In pilates, your inner thighs really get a workout because they are actually part of your core. They are just as important to connecting to your midline as your abdominals are.
Here are some exercises on the mat and on the equipment, that can be easier, smoother, and felt more deeply when using and thinking about your inner thighs.
Using the Magic Circle is a great way to help "find" the strength in the inner thighs, and to feel how the inner thighs pressing together actually helps to deepen the abdominal connection.
Many exercises can be done with the magic circle placed between the ankles or inner thighs. The magic circle is great because it can be used in a mat class or at home. There are many, many possible exercises with the magic circle!
If you have problems balancing with your legs up and out in exercises like the Teaser and Open Leg Rocker , try practicing with a Magic Circle between your ankles. Use your inner thighs to hug the circle, and imagine that its your abdominals holding the circle up there, not the front thighs. Then, take the circle away. Use your imagination in the same ways as if the circle was there, and you should see and feel more control over the exercise.
Horseback is easier to do when focusing on pressing the inner thighs into the box/chair/barrel and turning in slightly with the legs.
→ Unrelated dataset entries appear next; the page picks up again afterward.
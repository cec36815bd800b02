pub mod activation;
pub mod ads_api;
pub mod audit;
pub mod batcher;
pub mod dedup;
pub mod labels;
pub mod planner;
pub mod prefetch;
pub mod processor;
pub mod rate_limiter;
pub mod retry;
use axum::extract::State;
use axum::http::StatusCode;
use axum::Json;
use garde::Validate;
use serde::{Deserialize, Serialize};

use super::{ApiResult, AppError};
use crate::app_state::AppState;
use crate::models::job::numeric_id;
use crate::services::activation::{self, ActivationReport, Direction};
use crate::services::audit::{self, AuditReport};
use crate::services::dedup::{self, DedupReport};

#[derive(Debug, Deserialize, Validate)]
pub struct AuditRequest {
    #[garde(length(min = 1, max = 50), custom(numeric_id))]
    pub customer_id: String,

    /// Restrict the audit to these variants; all variants when empty
    #[garde(skip)]
    #[serde(default)]
    pub variants: Vec<String>,
}

#[derive(Debug, Deserialize, Validate)]
pub struct CustomerRequest {
    #[garde(length(min = 1, max = 50), custom(numeric_id))]
    pub customer_id: String,
}

#[derive(Debug, Deserialize, Validate)]
pub struct DedupRequest {
    #[garde(length(min = 1, max = 50), custom(numeric_id))]
    pub customer_id: String,

    /// Groups to scan; the whole account when empty
    #[garde(inner(custom(numeric_id)))]
    #[serde(default)]
    pub group_ids: Vec<String>,
}

#[derive(Debug, Deserialize, Validate)]
pub struct SwitchRequest {
    #[garde(length(min = 1, max = 50), custom(numeric_id))]
    pub customer_id: String,

    #[garde(length(min = 1, max = 100))]
    pub variant_name: String,

    #[garde(inner(custom(numeric_id)))]
    #[serde(default)]
    pub group_ids: Vec<String>,
}

#[derive(Debug, Serialize)]
pub struct ResetResponse {
    pub customer_id: String,
    pub groups_reset: usize,
}

fn validated<T: Validate<Context = ()>>(request: &T) -> Result<(), AppError> {
    request
        .validate()
        .map_err(|report| AppError::new(StatusCode::BAD_REQUEST, report.to_string()))
}

/// POST /api/v1/audit: verify done labels and queue a repair job for violations.
pub async fn run_audit(
    State(state): State<AppState>,
    Json(request): Json<AuditRequest>,
) -> ApiResult<Json<AuditReport>> {
    validated(&request)?;
    let report = audit::run_audit(
        state.batcher(),
        state.store(),
        state.catalog(),
        state.settings(),
        &request.customer_id,
        &request.variants,
    )
    .await?;
    Ok(Json(report))
}

/// POST /api/v1/audit/reset: clear the audited label from every group.
pub async fn reset_audit(
    State(state): State<AppState>,
    Json(request): Json<CustomerRequest>,
) -> ApiResult<Json<ResetResponse>> {
    validated(&request)?;
    let groups_reset =
        audit::reset_audit_markers(state.batcher(), &request.customer_id, &state.settings().audited_label)
            .await?;
    Ok(Json(ResetResponse {
        customer_id: request.customer_id,
        groups_reset,
    }))
}

/// POST /api/v1/dedup
pub async fn run_dedup(
    State(state): State<AppState>,
    Json(request): Json<DedupRequest>,
) -> ApiResult<Json<DedupReport>> {
    validated(&request)?;
    let report = dedup::run_dedup(
        state.batcher(),
        state.catalog(),
        &request.customer_id,
        &request.group_ids,
        state.settings().query_chunk_size,
    )
    .await?;
    Ok(Json(report))
}

async fn switch(state: &AppState, request: SwitchRequest, direction: Direction) -> ApiResult<Json<ActivationReport>> {
    validated(&request)?;
    let report = activation::switch_variant(
        state.batcher(),
        state.catalog(),
        &request.customer_id,
        &request.variant_name,
        direction,
        &request.group_ids,
        state.settings().query_chunk_size,
    )
    .await?;
    Ok(Json(report))
}

/// POST /api/v1/activate: serve a variant's ads in place of the others.
pub async fn activate(
    State(state): State<AppState>,
    Json(request): Json<SwitchRequest>,
) -> ApiResult<Json<ActivationReport>> {
    switch(&state, request, Direction::Activate).await
}

/// POST /api/v1/deactivate: back to the baseline ads.
pub async fn deactivate(
    State(state): State<AppState>,
    Json(request): Json<SwitchRequest>,
) -> ApiResult<Json<ActivationReport>> {
    switch(&state, request, Direction::Deactivate).await
}
impl Account {
    fn next_id(&mut self) -> u64 {
        self.next_id += 1;
        1000 + self.next_id
    }

    fn label_resource(&self, name: &str) -> Option<String> {
        self.labels
            .iter()
            .find(|(_, n)| n.as_str() == name)
            .map(|(resource, _)| resource.clone())
    }

    fn live_in_group(&self, group: &str) -> usize {
        self.ads
            .values()
            .filter(|ad| ad.group_resource == group && ad.status != AdStatus::Removed)
            .count()
    }

    fn sorted_ads<'a>(&'a self, filter: impl Fn(&FakeAd) -> bool) -> Vec<(&'a String, &'a FakeAd)> {
        let mut ads: Vec<(&String, &FakeAd)> = self
            .ads
            .iter()
            .filter(|(_, ad)| ad.status != AdStatus::Removed && filter(ad))
            .collect();
        ads.sort_by_key(|(resource, ad)| (ad.status.rank(), ad_id_of(resource)));
        ads
    }

    fn apply(&mut self, customer_id: &str, operation: &MutateOperation) -> OperationResult {
        match operation {
            MutateOperation::CreateLabel { name } => {
                if self.label_resource(name).is_some() {
                    return Err(format!("DUPLICATE_NAME: label {name} exists"));
                }
                let resource = format!("customers/{customer_id}/labels/{}", self.next_id());
                self.labels.insert(resource.clone(), name.clone());
                Ok(resource)
            }
            MutateOperation::CreateAd {
                group_resource,
                status,
                content,
            } => {
                if self.live_in_group(group_resource) >= FAKE_SLOT_LIMIT {
                    return Err(format!("RESOURCE_LIMIT: too many ads in {group_resource}"));
                }
                let resource = format!(
                    "customers/{customer_id}/adGroupAds/{}~{}",
                    resource_id(group_resource),
                    self.next_id()
                );
                self.ads.insert(
                    resource.clone(),
                    FakeAd {
                        group_resource: group_resource.clone(),
                        status: *status,
                        content: content.clone(),
                        labels: BTreeSet::new(),
                    },
                );
                Ok(resource)
            }
            MutateOperation::UpdateAdStatus { ad_resource, status } => match self.ads.get_mut(ad_resource) {
                Some(ad) if ad.status != AdStatus::Removed => {
                    ad.status = *status;
                    Ok(ad_resource.clone())
                }
                _ => Err(format!("NOT_FOUND: {ad_resource}")),
            },
            MutateOperation::RemoveAd { ad_resource } => match self.ads.remove(ad_resource) {
                Some(_) => Ok(ad_resource.clone()),
                None => Err(format!("NOT_FOUND: {ad_resource}")),
            },
            MutateOperation::CreateAdLabel {
                ad_resource,
                label_resource,
            } => {
                if !self.labels.contains_key(label_resource) {
                    return Err(format!("NOT_FOUND: {label_resource}"));
                }
                let Some(ad) = self.ads.get_mut(ad_resource) else {
                    return Err(format!("NOT_FOUND: {ad_resource}"));
                };
                if !ad.labels.insert(label_resource.clone()) {
                    return Err("DUPLICATE: ad already carries the label".to_string());
                }
                let group_id = resource_id(&ad.group_resource).to_string();
                Ok(ad_label_resource(
                    customer_id,
                    &group_id,
                    &ad_id_of(ad_resource).to_string(),
                    resource_id(label_resource),
                ))
            }
            MutateOperation::RemoveAdLabel {
                ad_resource,
                label_resource,
            } => match self.ads.get_mut(ad_resource) {
                Some(ad) if ad.labels.contains(label_resource) => {
                    ad.labels.remove(label_resource);
                    Ok(ad_resource.clone())
                }
                _ => Err(format!("NOT_FOUND: {label_resource} on {ad_resource}")),
            },
            MutateOperation::CreateGroupLabel {
                group_resource,
                label_resource,
            } => {
                if !self.labels.contains_key(label_resource) {
                    return Err(format!("NOT_FOUND: {label_resource}"));
                }
                if !self
                    .group_labels
                    .insert((group_resource.clone(), label_resource.clone()))
                {
                    return Err("DUPLICATE: group already carries the label".to_string());
                }
                Ok(group_label_resource(
                    customer_id,
                    resource_id(group_resource),
                    resource_id(label_resource),
                ))
            }
            MutateOperation::RemoveGroupLabel {
                group_resource,
                label_resource,
            } => {
                if self
                    .group_labels
                    .remove(&(group_resource.clone(), label_resource.clone()))
                {
                    Ok(group_resource.clone())
                } else {
                    Err(format!("NOT_FOUND: {label_resource} on {group_resource}"))
                }
            }
        }
    }
}

#[derive(Default)]
struct State {
    accounts: HashMap<String, Account>,
    failing_customers: HashMap<String, ErrorKind>,
    scripted_failures: VecDeque<ApiError>,
    /// Groups whose ads cannot be read; any ad search covering one fails.
    unreadable_groups: HashSet<String>,
    /// Operation kinds refused individually.
    rejected_operations: HashSet<&'static str>,
    /// Group resources where ad creates are refused.
    rejected_create_groups: HashSet<String>,
    mutate_calls: usize,
    search_calls: usize,
    operations: Vec<MutateOperation>,
    hook: Option<(usize, MutateHook)>,
}

/// Applies mutations to in-memory accounts and answers searches from them.
#[derive(Default)]
pub struct FakeAdsPlatform {
    state: Mutex<State>,
}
In Going Up Front/Side on the Chair, think of bringing the inner thighs together as your body and the mid-line moves up, even though your inner thighs are not actually parallel to each other. You can almost imagine a Magic Circle in between your inner thighs that you are squeezing as you grow up, up, up through the top of your head.
During Side Splits on the reformer, your inner thighs move together to bring the carriage in, as the midline moves upward, similar to Going Up on the chair. To keep the carriage from crashing in, imagine your upper most inner thighs drawing upward, not just together.
There is a Side Kicks exercise on the mat, when the top leg is bent in front of the body and resting on the mat, while the bottom leg lifts and lowers. The bottom leg can also make circles. Its important that you do not use your foot, or your inner knee, to lift the weight of the leg. If you see your inner foot turning up with your ankle bent funnily, then you are using your foot to do the work.
You should use your upper-most inner thigh to lift the leg, and to control the lowering. If you focus on this idea in your mind, you will really feel the inner thigh working.
Imagine a 10 lb weight resting on your inner thigh that you must lift and lower.
Lastly, Airplane on the tower is an advanced exercise because there are many components to it. If not totally coordinated, your airplane will drop from the sky! Your inner thighs are just waiting to rescue you.
Use the external rotation of your legs to your advantage, and be sure to keep this rotation throughout the movement. After you roll back and shoot your legs up to the sky, wrap the back inner thighs together strongly and stretch them away from your core as they lower to the mat. Don't even think of going down to the mat, think of stretching the inner thighs away, away, away... and your airplane will land safely.